» **What to do**:
Please reproduce the entries that follow without a single difference.

[Stored data]
*****

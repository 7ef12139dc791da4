//! End-to-end pipeline tests: load documents, build the index, publish it,
//! search it, and drive the agent over it with a scripted model.

use std::path::PathBuf;
use std::sync::Arc;

use quarry_core::agent::tools::Toolbox;
use quarry_core::agent::Agent;
use quarry_core::cache::{CacheKey, ResponseCache};
use quarry_core::config::AgentConfig;
use quarry_core::{RunState, StepKind};
use quarry_index::chunk::SplitterConfig;
use quarry_index::loader::load_chunks;
use quarry_index::raptor::{ExtractiveSummarizer, RaptorBuilder, RaptorConfig};
use quarry_index::search::{HybridEngine, SearchConfig};
use quarry_index::{IndexSlot, SearchIndex};
use quarry_llm::mock::MockProvider;

async fn write_corpus(dir: &std::path::Path) {
    tokio::fs::write(
        dir.join("launch.txt"),
        "The product launch is scheduled for March. Marketing starts in February. \
         The launch venue is the main conference hall.",
    )
    .await
    .unwrap();
    tokio::fs::write(
        dir.join("finance.md"),
        "Quarterly revenue exceeded every forecast. The budget for next year grows \
         by ten percent. Revenue growth was strongest in the final quarter.",
    )
    .await
    .unwrap();
}

async fn build_published_index(roots: Vec<PathBuf>) -> Arc<IndexSlot> {
    let chunks = load_chunks(&roots, &SplitterConfig::default()).await.unwrap();
    assert!(!chunks.is_empty());

    let builder = RaptorBuilder::new(
        Arc::new(MockProvider::with_content_embeddings()),
        ExtractiveSummarizer::default(),
        RaptorConfig::default(),
    );
    let index = builder.build(chunks, roots).await.unwrap();

    let slot = Arc::new(IndexSlot::new());
    slot.publish(Arc::new(index)).await;
    slot
}

#[tokio::test]
async fn index_search_round_trip() {
    let dir = tempfile::tempdir().unwrap();
    write_corpus(dir.path()).await;
    let slot = build_published_index(vec![dir.path().to_path_buf()]).await;

    let engine = HybridEngine::new(
        slot,
        Arc::new(MockProvider::with_content_embeddings()),
        SearchConfig::default(),
    );
    let results = engine.search("quarterly revenue forecast").await.unwrap();
    assert!(!results.is_empty());
    assert_eq!(results[0].file_name, "finance.md");
}

#[tokio::test]
async fn diversification_keeps_both_files_reachable() {
    let dir = tempfile::tempdir().unwrap();
    write_corpus(dir.path()).await;
    let slot = build_published_index(vec![dir.path().to_path_buf()]).await;

    let engine = HybridEngine::new(
        slot,
        Arc::new(MockProvider::with_content_embeddings()),
        SearchConfig::default(),
    );
    // Terms from both documents.
    let results = engine.search("launch revenue quarter march").await.unwrap();
    let files: std::collections::HashSet<&str> =
        results.iter().map(|r| r.file_name.as_str()).collect();
    assert!(files.len() >= 2, "expected hits from both files: {files:?}");
    for file in &files {
        let count = results.iter().filter(|r| r.file_name == *file).count();
        assert!(count <= 2, "per-file cap violated for {file}");
    }
}

#[tokio::test]
async fn snapshot_survives_a_restart() {
    let dir = tempfile::tempdir().unwrap();
    write_corpus(dir.path()).await;
    let chunks = load_chunks(&[dir.path().to_path_buf()], &SplitterConfig::default())
        .await
        .unwrap();
    let builder = RaptorBuilder::new(
        Arc::new(MockProvider::with_content_embeddings()),
        ExtractiveSummarizer::default(),
        RaptorConfig::default(),
    );
    let index = builder
        .build(chunks, vec![dir.path().to_path_buf()])
        .await
        .unwrap();

    let snapshot = dir.path().join("index.json");
    index.save(&snapshot).await.unwrap();
    let reloaded = SearchIndex::load(&snapshot).await.unwrap();
    assert_eq!(reloaded.chunk_count(), index.chunk_count());
    assert_eq!(reloaded.vector_count(), index.vector_count());

    let slot = Arc::new(IndexSlot::new());
    slot.publish(Arc::new(reloaded)).await;
    let engine = HybridEngine::new(
        slot,
        Arc::new(MockProvider::with_content_embeddings()),
        SearchConfig::default(),
    );
    assert!(!engine.search("launch march").await.unwrap().is_empty());
}

#[tokio::test]
async fn agent_answers_through_tools() {
    let dir = tempfile::tempdir().unwrap();
    write_corpus(dir.path()).await;
    let slot = build_published_index(vec![dir.path().to_path_buf()]).await;

    let engine = HybridEngine::new(
        Arc::clone(&slot),
        Arc::new(MockProvider::with_content_embeddings()),
        SearchConfig::default(),
    );
    let toolbox = Toolbox::new(engine, slot, 350, 800);
    let scripted = MockProvider::with_responses(vec![
        "Thought: I should search for the launch.\nAction: search_knowledge_base(\"launch date\")"
            .to_owned(),
        "Answer: The launch is in March.".to_owned(),
    ]);
    let agent = Agent::new(Arc::new(scripted), toolbox, AgentConfig::default());

    let (tx, mut rx) = tokio::sync::mpsc::channel(32);
    let run = agent.run("When is the launch?", Some(tx)).await;

    assert_eq!(run.state, RunState::Answered);
    assert_eq!(run.answer.as_deref(), Some("The launch is in March."));
    let observation = run
        .steps
        .iter()
        .find(|s| s.kind == StepKind::Observation)
        .unwrap();
    assert!(observation.content.contains("launch.txt"));

    let mut streamed = 0;
    while rx.try_recv().is_ok() {
        streamed += 1;
    }
    assert_eq!(streamed, run.steps.len());
}

#[tokio::test]
async fn agent_self_corrects_after_malformed_turn() {
    let dir = tempfile::tempdir().unwrap();
    write_corpus(dir.path()).await;
    let slot = build_published_index(vec![dir.path().to_path_buf()]).await;

    let engine = HybridEngine::new(
        Arc::clone(&slot),
        Arc::new(MockProvider::with_content_embeddings()),
        SearchConfig::default(),
    );
    let toolbox = Toolbox::new(engine, slot, 350, 800);
    let scripted = MockProvider::with_responses(vec![
        "I'd be happy to help with that!".to_owned(),
        "Answer: Recovered after correction.".to_owned(),
    ]);
    let agent = Agent::new(Arc::new(scripted), toolbox, AgentConfig::default());

    let run = agent.run("q", None).await;
    assert_eq!(run.state, RunState::Answered);
    let corrective = run
        .steps
        .iter()
        .filter(|s| s.kind == StepKind::Observation && s.content.contains("required format"))
        .count();
    assert_eq!(corrective, 1);
    assert!(run.steps.iter().all(|s| s.kind != StepKind::Error));
}

#[tokio::test]
async fn cached_answer_is_reused_until_cleared() {
    let cache = ResponseCache::new();
    let snippets = vec!["The launch is in March.".to_owned()];
    let key = CacheKey::derive("When is the launch?", &snippets);

    let (first, hit) = cache
        .get_or_compute(key, || async { Ok("March.".to_owned()) })
        .await
        .unwrap();
    assert!(!hit);

    let (second, hit) = cache
        .get_or_compute(key, || async { Ok("should not run".to_owned()) })
        .await
        .unwrap();
    assert!(hit);
    assert_eq!(first, second);

    cache.clear().await;
    let stats = cache.stats().await;
    assert_eq!(stats.total_entries, 0);
    assert_eq!(stats.total_hits, 0);

    let (_, hit) = cache
        .get_or_compute(key, || async { Ok("recomputed".to_owned()) })
        .await
        .unwrap();
    assert!(!hit);
}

*****

» **Written response**:
repository 7ef12139dc791da4
//! End-to-end pipeline tests: load documents, build the index, publish it,
//! search it, and drive the agent over it with a scripted model.

use std::path::PathBuf;
use std::sync::Arc;

use quarry_core::agent::tools::Toolbox;
use quarry_core::agent::Agent;
use quarry_core::cache::{CacheKey, ResponseCache};
use quarry_core::config::AgentConfig;
use quarry_core::{RunState, StepKind};
use quarry_index::chunk::SplitterConfig;
use quarry_index::loader::load_chunks;
use quarry_index::raptor::{ExtractiveSummarizer, RaptorBuilder, RaptorConfig};
use quarry_index::search::{HybridEngine, SearchConfig};
use quarry_index::{IndexSlot, SearchIndex};
use quarry_llm::mock::MockProvider;

async fn write_corpus(dir: &std::path::Path) {
    tokio::fs::write(
        dir.join("launch.txt"),
        "The product launch is scheduled for March. Marketing starts in February. \
         The launch venue is the main conference hall.",
    )
    .await
    .unwrap();
    tokio::fs::write(
        dir.join("finance.md"),
        "Quarterly revenue exceeded every forecast. The budget for next year grows \
         by ten percent. Revenue growth was strongest in the final quarter.",
    )
    .await
    .unwrap();
}

async fn build_published_index(roots: Vec<PathBuf>) -> Arc<IndexSlot> {
    let chunks = load_chunks(&roots, &SplitterConfig::default()).await.unwrap();
    assert!(!chunks.is_empty());

    let builder = RaptorBuilder::new(
        Arc::new(MockProvider::with_content_embeddings()),
        ExtractiveSummarizer::default(),
        RaptorConfig::default(),
    );
    let index = builder.build(chunks, roots).await.unwrap();

    let slot = Arc::new(IndexSlot::new());
    slot.publish(Arc::new(index)).await;
    slot
}

#[tokio::test]
async fn index_search_round_trip() {
    let dir = tempfile::tempdir().unwrap();
    write_corpus(dir.path()).await;
    let slot = build_published_index(vec![dir.path().to_path_buf()]).await;

    let engine = HybridEngine::new(
        slot,
        Arc::new(MockProvider::with_content_embeddings()),
        SearchConfig::default(),
    );
    let results = engine.search("quarterly revenue forecast").await.unwrap();
    assert!(!results.is_empty());
    assert_eq!(results[0].file_name, "finance.md");
}

#[tokio::test]
async fn diversification_keeps_both_files_reachable() {
    let dir = tempfile::tempdir().unwrap();
    write_corpus(dir.path()).await;
    let slot = build_published_index(vec![dir.path().to_path_buf()]).await;

    let engine = HybridEngine::new(
        slot,
        Arc::new(MockProvider::with_content_embeddings()),
        SearchConfig::default(),
    );
    // Terms from both documents.
    let results = engine.search("launch revenue quarter march").await.unwrap();
    let files: std::collections::HashSet<&str> =
        results.iter().map(|r| r.file_name.as_str()).collect();
    assert!(files.len() >= 2, "expected hits from both files: {files:?}");
    for file in &files {
        let count = results.iter().filter(|r| r.file_name == *file).count();
        assert!(count <= 2, "per-file cap violated for {file}");
    }
}

#[tokio::test]
async fn snapshot_survives_a_restart() {
    let dir = tempfile::tempdir().unwrap();
    write_corpus(dir.path()).await;
    let chunks = load_chunks(&[dir.path().to_path_buf()], &SplitterConfig::default())
        .await
        .unwrap();
    let builder = RaptorBuilder::new(
        Arc::new(MockProvider::with_content_embeddings()),
        ExtractiveSummarizer::default(),
        RaptorConfig::default(),
    );
    let index = builder
        .build(chunks, vec![dir.path().to_path_buf()])
        .await
        .unwrap();

    let snapshot = dir.path().join("index.json");
    index.save(&snapshot).await.unwrap();
    let reloaded = SearchIndex::load(&snapshot).await.unwrap();
    assert_eq!(reloaded.chunk_count(), index.chunk_count());
    assert_eq!(reloaded.vector_count(), index.vector_count());

    let slot = Arc::new(IndexSlot::new());
    slot.publish(Arc::new(reloaded)).await;
    let engine = HybridEngine::new(
        slot,
        Arc::new(MockProvider::with_content_embeddings()),
        SearchConfig::default(),
    );
    assert!(!engine.search("launch march").await.unwrap().is_empty());
}

#[tokio::test]
async fn agent_answers_through_tools() {
    let dir = tempfile::tempdir().unwrap();
    write_corpus(dir.path()).await;
    let slot = build_published_index(vec![dir.path().to_path_buf()]).await;

    let engine = HybridEngine::new(
        Arc::clone(&slot),
        Arc::new(MockProvider::with_content_embeddings()),
        SearchConfig::default(),
    );
    let toolbox = Toolbox::new(engine, slot, 350, 800);
    let scripted = MockProvider::with_responses(vec![
        "Thought: I should search for the launch.\nAction: search_knowledge_base(\"launch date\")"
            .to_owned(),
        "Answer: The launch is in March.".to_owned(),
    ]);
    let agent = Agent::new(Arc::new(scripted), toolbox, AgentConfig::default());

    let (tx, mut rx) = tokio::sync::mpsc::channel(32);
    let run = agent.run("When is the launch?", Some(tx)).await;

    assert_eq!(run.state, RunState::Answered);
    assert_eq!(run.answer.as_deref(), Some("The launch is in March."));
    let observation = run
        .steps
        .iter()
        .find(|s| s.kind == StepKind::Observation)
        .unwrap();
    assert!(observation.content.contains("launch.txt"));

    let mut streamed = 0;
    while rx.try_recv().is_ok() {
        streamed += 1;
    }
    assert_eq!(streamed, run.steps.len());
}

#[tokio::test]
async fn agent_self_corrects_after_malformed_turn() {
    let dir = tempfile::tempdir().unwrap();
    write_corpus(dir.path()).await;
    let slot = build_published_index(vec![dir.path().to_path_buf()]).await;

    let engine = HybridEngine::new(
        Arc::clone(&slot),
        Arc::new(MockProvider::with_content_embeddings()),
        SearchConfig::default(),
    );
    let toolbox = Toolbox::new(engine, slot, 350, 800);
    let scripted = MockProvider::with_responses(vec![
        "I'd be happy to help with that!".to_owned(),
        "Answer: Recovered after correction.".to_owned(),
    ]);
    let agent = Agent::new(Arc::new(scripted), toolbox, AgentConfig::default());

    let run = agent.run("q", None).await;
    assert_eq!(run.state, RunState::Answered);
    let corrective = run
        .steps
        .iter()
        .filter(|s| s.kind == StepKind::Observation && s.content.contains("required format"))
        .count();
    assert_eq!(corrective, 1);
    assert!(run.steps.iter().all(|s| s.kind != StepKind::Error));
}

#[tokio::test]
async fn cached_answer_is_reused_until_cleared() {
    let cache = ResponseCache::new();
    let snippets = vec!["The launch is in March.".to_owned()];
    let key = CacheKey::derive("When is the launch?", &snippets);

    let (first, hit) = cache
        .get_or_compute(key, || async { Ok("March.".to_owned()) })
        .await
        .unwrap();
    assert!(!hit);

    let (second, hit) = cache
        .get_or_compute(key, || async { Ok("should not run".to_owned()) })
        .await
        .unwrap();
    assert!(hit);
    assert_eq!(first, second);

    cache.clear().await;
    let stats = cache.stats().await;
    assert_eq!(stats.total_entries, 0);
    assert_eq!(stats.total_hits, 0);

    let (_, hit) = cache
        .get_or_compute(key, || async { Ok("recomputed".to_owned()) })
        .await
        .unwrap();
    assert!(!hit);
}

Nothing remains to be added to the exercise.